PROBLEM TO WORK ON:
Word for word, retype the tail of the data below, starting with the line that has "let addr = ptr.as_ptr() as usize;" and including the last line.

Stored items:
==========
#![allow(dead_code)]

use std::cell::RefCell;
use std::ptr::NonNull;
use std::rc::Rc;

use rcontainers::{Allocator, Global, TryReserveError};

/// One lifecycle event of a [`Tracked`] value, tagged with the value it carries.
#[derive(Debug, Clone, Copy, PartialEq, Eq)]
pub enum Event {
    New(i32),
    Clone(i32),
    Drop(i32),
}

thread_local! {
    static HISTORY: RefCell<Vec<Event>> = const { RefCell::new(Vec::new()) };
}

fn record(event: Event) {
    HISTORY.with(|h| h.borrow_mut().push(event));
}

/// Forgets every event recorded so far on this thread.
pub fn reset() {
    HISTORY.with(|h| h.borrow_mut().clear());
}

/// Returns and forgets every event recorded so far on this thread.
pub fn take_history() -> Vec<Event> {
    HISTORY.with(|h| std::mem::take(&mut *h.borrow_mut()))
}

/// Counts recorded events matching `pred`, without forgetting them.
pub fn count(pred: impl Fn(&Event) -> bool) -> usize {
    HISTORY.with(|h| h.borrow().iter().filter(|e| pred(e)).count())
}

/// A heap-owning value that logs its construction, clones and drops.
#[derive(Debug, PartialEq, Eq, PartialOrd, Ord)]
pub struct Tracked {
    value: Box<i32>,
}

impl Tracked {
    pub fn new(value: i32) -> Self {
        record(Event::New(value));
        Tracked {
            value: Box::new(value),
        }
    }

    pub fn value(&self) -> i32 {
        *self.value
    }
}

impl Clone for Tracked {
    fn clone(&self) -> Self {
        record(Event::Clone(*self.value));
        Tracked {
            value: self.value.clone(),
        }
    }
}

impl Drop for Tracked {
    fn drop(&mut self) {
        record(Event::Drop(*self.value));
    }
}

/// Bookkeeping shared by the clones of a [`Counting`] allocator.
#[derive(Debug, Default)]
pub struct Stats {
    pub allocations: usize,
    pub deallocations: usize,
    pub requested: Vec<usize>,
    live: Vec<(usize, usize)>,
}

impl Stats {
    /// Blocks handed out and not yet returned.
    pub fn outstanding(&self) -> usize {
        self.live.len()
    }
}

/// Delegates to [`Global`] and checks that every block comes back with the size it was
/// allocated with.
#[derive(Debug, Clone, Default)]
pub struct Counting {
    pub stats: Rc<RefCell<Stats>>,
}

impl<T> Allocator<T> for Counting {
    fn allocate(&self, n: usize) -> Result<NonNull<T>, TryReserveError> {
        let ptr = <Global as Allocator<T>>::allocate(&Global, n)?;
        let mut stats = self.stats.borrow_mut();
        stats.allocations += 1;
        stats.requested.push(n);
        stats.live.push((ptr.as_ptr() as usize, n));
        Ok(ptr)
    }

    unsafe fn deallocate(&self, ptr: NonNull<T>, n: usize) {
        {
            let mut stats = self.stats.borrow_mut();
            let addr = ptr.as_ptr() as usize;
            let at = stats
                .live
                .iter()
                .position(|&(a, _)| a == addr)
                .expect("deallocating a block that was never allocated");
            let (_, allocated) = stats.live.swap_remove(at);
            assert_eq!(allocated, n, "block released with a different size");
            stats.deallocations += 1;
        }
        unsafe { <Global as Allocator<T>>::deallocate(&Global, ptr, n) }
    }
}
==========
RESPONSE BOX:
            let addr = ptr.as_ptr() as usize;
            let at = stats
                .live
                .iter()
                .position(|&(a, _)| a == addr)
                .expect("deallocating a block that was never allocated");
            let (_, allocated) = stats.live.swap_remove(at);
            assert_eq!(allocated, n, "block released with a different size");
            stats.deallocations += 1;
        }
        unsafe { <Global as Allocator<T>>::deallocate(&Global, ptr, n) }
    }
}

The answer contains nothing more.